Still, lawyers often struggle with translating that sound concept to the desired result. Having spent 16 years in the legal press, I’ve seen lawyers miss thousands of media opportunities, and bungle thousands more. It’s unfortunate, because becoming a go-to source is not a complicated process. I reached out to several former business and legal journalism peers and colleagues to see if they shared my perceptions, and we agreed that lawyers can get a gold star in most reporters’ rolodexes if they follow these five simple steps:
1. Reach out
Stay on top of what’s news in your field and be ready to reach out to reporters when there is a major development. If a lawyer or firm works with a PR consultant, this is something they will be able to help with, but the reporters I know say they wouldn’t turn down help from an attorney reaching out directly. Did a court hand down a ruling that may change the way companies have to do business? Did potentially game-changing legislation finally get pushed through Congress? Dash off an email to a reporter or PR professional explaining the news and its potential impact and offering yourself as a source if they decide to write about the story now or in the future. Explain why this is an important story and how it might affect businesses or related laws and cases. Sometimes a small, unnoticed development only becomes a news story when a reporter can place it in context as part of a trend or as the harbinger of broader changes.
2. Be quoteable
More than anything this means being prepared and compelling. Put some thought and analysis toward the various ways a story could affect potential clients. Sources often say things like, “This new SEC regulation about conflict minerals says that companies now need to meet the following new requirements,” but reporters can read the text on their own. The source’s job is to translate that new regulation into a story. Give the writer the hook that helps her develop the narrative of this story: “This new SEC regulation is part of a larger movement toward greater transparency and social responsibility in public companies. It could lead to a sea change in supply chain management, and companies can’t afford to ignore it.”
3. Know your market
Sources must be aware of the publications, both print and web, that write for and about their potential clients, and acknowledge that these may not be the same publications that they themselves personally value the most. These may be trade publications aimed at particular industries or specific roles such as in-house counsel, board members or corporate executives. Influential blogs or even well-followed Twitter accounts also reach large swaths of the various sectors. Know what your client base is reading and work to build relationships with the writers at those publications.
4. Be reliable
Sometimes the most important thing that can push a lawyer from the ranks of the once-quoted to the short list of regular sources is simply being available. When writers are working on deadline and need a timely quote right away, they’ll contact someone they know will pick up the phone or respond to an email quickly. It doesn’t matter if you give the best quotes and offer the best insight. If they know it will be a chore just to get in touch with you, they won’t spend the time trying.

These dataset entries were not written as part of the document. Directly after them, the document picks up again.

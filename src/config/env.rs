//! # Environment Variable Utilities
//!
//! Provides helpers for reading numeric settings from environment variables
//! with fallback defaults.
//!
//! These functions are used by [`DiscountPolicy::from_env`](super::policy::DiscountPolicy::from_env).
//!
//! # Examples
//! ```rust,no_run
//! use travel_discounts::config::env::read_u32;
//!
//! let days = read_u32("DISCOUNT_LAST_MINUTE_DAYS", 14);
//! ```

/// Reads an unsigned integer (`u32`) from an environment variable,
/// returning the provided default if it is missing or fails to parse.
pub fn read_u32(name: &str, default: u32) -> u32 {
    read_u32_from(|k| std::env::var(k).ok(), name, default)
}

/// Reads a `u32` using a custom provider function.
///
/// Surrounding whitespace and quotes are ignored.
///
/// # Example
/// ```rust
/// use travel_discounts::config::env::read_u32_from;
///
/// assert_eq!(read_u32_from(|_| Some("'21'".into()), "DAYS", 14), 21);
/// assert_eq!(read_u32_from(|_| None, "DAYS", 14), 14);
/// ```
pub fn read_u32_from<F>(provider: F, name: &str, default: u32) -> u32
where
    F: Fn(&str) -> Option<String>,
{
    provider(name)
        .and_then(|v| {
            v.trim()
                .trim_matches(|c| c == '"' || c == '\'')
                .parse::<u32>()
                .ok()
        })
        .unwrap_or(default)
}

/// Like [`read_u32_from`], but rejects values outside `range`.
pub fn read_u32_in_from<F>(
    provider: F,
    name: &str,
    range: std::ops::RangeInclusive<u32>,
    default: u32,
) -> u32
where
    F: Fn(&str) -> Option<String>,
{
    match provider(name) {
        Some(raw) => {
            let v = read_u32_from(|_| Some(raw.clone()), name, default);
            if range.contains(&v) {
                v
            } else {
                tracing::warn!(
                    setting = name,
                    value = %raw,
                    "setting out of range, using default {}",
                    default
                );
                default
            }
        }
        None => default,
    }
}
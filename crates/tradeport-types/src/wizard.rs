//! Wizard domain types.
//!
//! A wizard is a linear, forward/backward-navigable sequence of steps. The
//! types here are pure data: step identity, step shape, and the navigation
//! state (`WizardState`). All mutation goes through the controller in
//! `tradeport-core`; this crate only enforces the structural invariants.

use std::collections::BTreeSet;
use std::fmt;
use std::str::FromStr;

use serde::{Deserialize, Serialize};
use uuid::Uuid;

use crate::field::FieldSpec;

/// Unique identifier for a wizard instance, wrapping a UUID v7 (time-sortable).
#[derive(Debug, Clone, Copy, PartialEq, Eq, Hash, Serialize, Deserialize)]
pub struct WizardId(pub Uuid);

impl WizardId {
    /// Create a new WizardId using UUID v7.
    pub fn new() -> Self {
        Self(Uuid::now_v7())
    }

    /// Create a WizardId from an existing UUID.
    pub fn from_uuid(uuid: Uuid) -> Self {
        Self(uuid)
    }
}

impl Default for WizardId {
    fn default() -> Self {
        Self::new()
    }
}

impl fmt::Display for WizardId {
    fn fmt(&self, f: &mut fmt::Formatter<'_>) -> fmt::Result {
        write!(f, "{}", self.0)
    }
}

impl FromStr for WizardId {
    type Err = uuid::Error;

    fn from_str(s: &str) -> Result<Self, Self::Err> {
        Ok(Self(Uuid::parse_str(s)?))
    }
}

/// Identifier for a step within a flow (e.g. "clause-selection").
///
/// Unique within a flow's step table, stable across sessions.
#[derive(Debug, Clone, PartialEq, Eq, Hash, PartialOrd, Ord, Serialize, Deserialize)]
pub struct StepId(pub String);

impl StepId {
    pub fn new(id: impl Into<String>) -> Self {
        Self(id.into())
    }

    pub fn as_str(&self) -> &str {
        &self.0
    }
}

impl fmt::Display for StepId {
    fn fmt(&self, f: &mut fmt::Formatter<'_>) -> fmt::Result {
        write!(f, "{}", self.0)
    }
}

impl From<&str> for StepId {
    fn from(s: &str) -> Self {
        Self(s.to_string())
    }
}

/// The kind of step in a wizard flow.
///
/// Gating and preview match on this exhaustively, so adding a new kind forces
/// every handler to be updated at compile time.
#[derive(Debug, Clone, Copy, PartialEq, Eq, Hash, Serialize, Deserialize)]
#[serde(rename_all = "snake_case")]
pub enum StepKind {
    /// Pick a flow variant (project type, LC type).
    TypeSelection,
    /// Free-form field entry (amounts, parties, dates).
    Details,
    /// Select and edit checklist clauses.
    ClauseSelection,
    /// Attach required documents.
    DocumentUpload,
    /// Final review; the only step from which submission is allowed.
    Review,
}

/// A single step in a wizard flow.
#[derive(Debug, Clone, Serialize, Deserialize)]
pub struct StepDefinition {
    /// Step ID, unique within the flow (e.g. "project-details").
    pub id: StepId,
    /// Human-readable label shown in the stepper.
    pub label: String,
    /// The kind of step.
    pub kind: StepKind,
    /// Field specifications for this step. Required specs gate advancement.
    #[serde(default)]
    pub fields: Vec<FieldSpec>,
}

/// Navigation state of a wizard instance.
///
/// Invariants, maintained by the controller:
/// - `current` is always in `[0, steps.len() - 1]`
/// - `completed` only contains steps strictly before `current`'s frontier,
///   i.e. a step is marked completed the moment its gating passed on `next()`
#[derive(Debug, Clone, Serialize, Deserialize)]
pub struct WizardState {
    /// Index of the step the user is currently on.
    pub current: usize,
    /// Ordered step identifiers for this flow.
    pub steps: Vec<StepId>,
    /// Steps whose gating has passed at least once.
    pub completed: BTreeSet<StepId>,
}

impl WizardState {
    /// Create a fresh state positioned on the first step.
    pub fn new(steps: Vec<StepId>) -> Self {
        Self {
            current: 0,
            steps,
            completed: BTreeSet::new(),
        }
    }

    /// Index of the last step (the review/submission step).
    pub fn terminal_index(&self) -> usize {
        self.steps.len().saturating_sub(1)
    }

    /// Whether the wizard is positioned on its terminal step.
    pub fn at_terminal(&self) -> bool {
        self.current == self.terminal_index()
    }

    /// The furthest index direct navigation may reach: one past the highest
    /// completed step, capped at the terminal index.
    pub fn frontier(&self) -> usize {
        let highest_completed = self
            .steps
            .iter()
            .enumerate()
            .filter(|(_, id)| self.completed.contains(id))
            .map(|(i, _)| i)
            .max();

        match highest_completed {
            Some(i) => (i + 1).min(self.terminal_index()),
            None => 0,
        }
    }

    /// Whether every step before the terminal one has passed gating.
    pub fn ready_for_submission(&self) -> bool {
        self.steps[..self.terminal_index()]
            .iter()
            .all(|id| self.completed.contains(id))
    }
}

/// Submission lifecycle of a wizard instance.
///
/// At most one gateway request is in flight per wizard; the controller
/// rejects a second `submit()` while in `InFlight` and any `submit()` after
/// `Submitted`.
#[derive(Debug, Clone, PartialEq, Eq, Serialize, Deserialize)]
#[serde(rename_all = "snake_case", tag = "status")]
pub enum SubmitState {
    /// Still collecting input; no request has succeeded.
    Editing,
    /// A gateway request is outstanding.
    InFlight,
    /// The gateway accepted the application.
    Submitted { confirmation_id: String },
    /// The last gateway request failed; retry is allowed.
    Failed { message: String },
}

5. Don’t be a talking billboard
Every reporter I know shares the same pet peeve about lawyer sources. When they inevitably ask lawyers for their advice to the companies or individuals contending with a legal development, too often the response is some variant of, “Hire me.” They may couch it in less blatant terms — “The most important thing is to obtain expert legal counsel who can guide them through this” — but reporters see right through it, and they’re not in the business of free advertising. For a quote to make it into a published story, it must demonstrate value, showing potential clients that you’re smart, insightful, capable of offering actionable guidance and most importantly, that you always have their best interests in mind.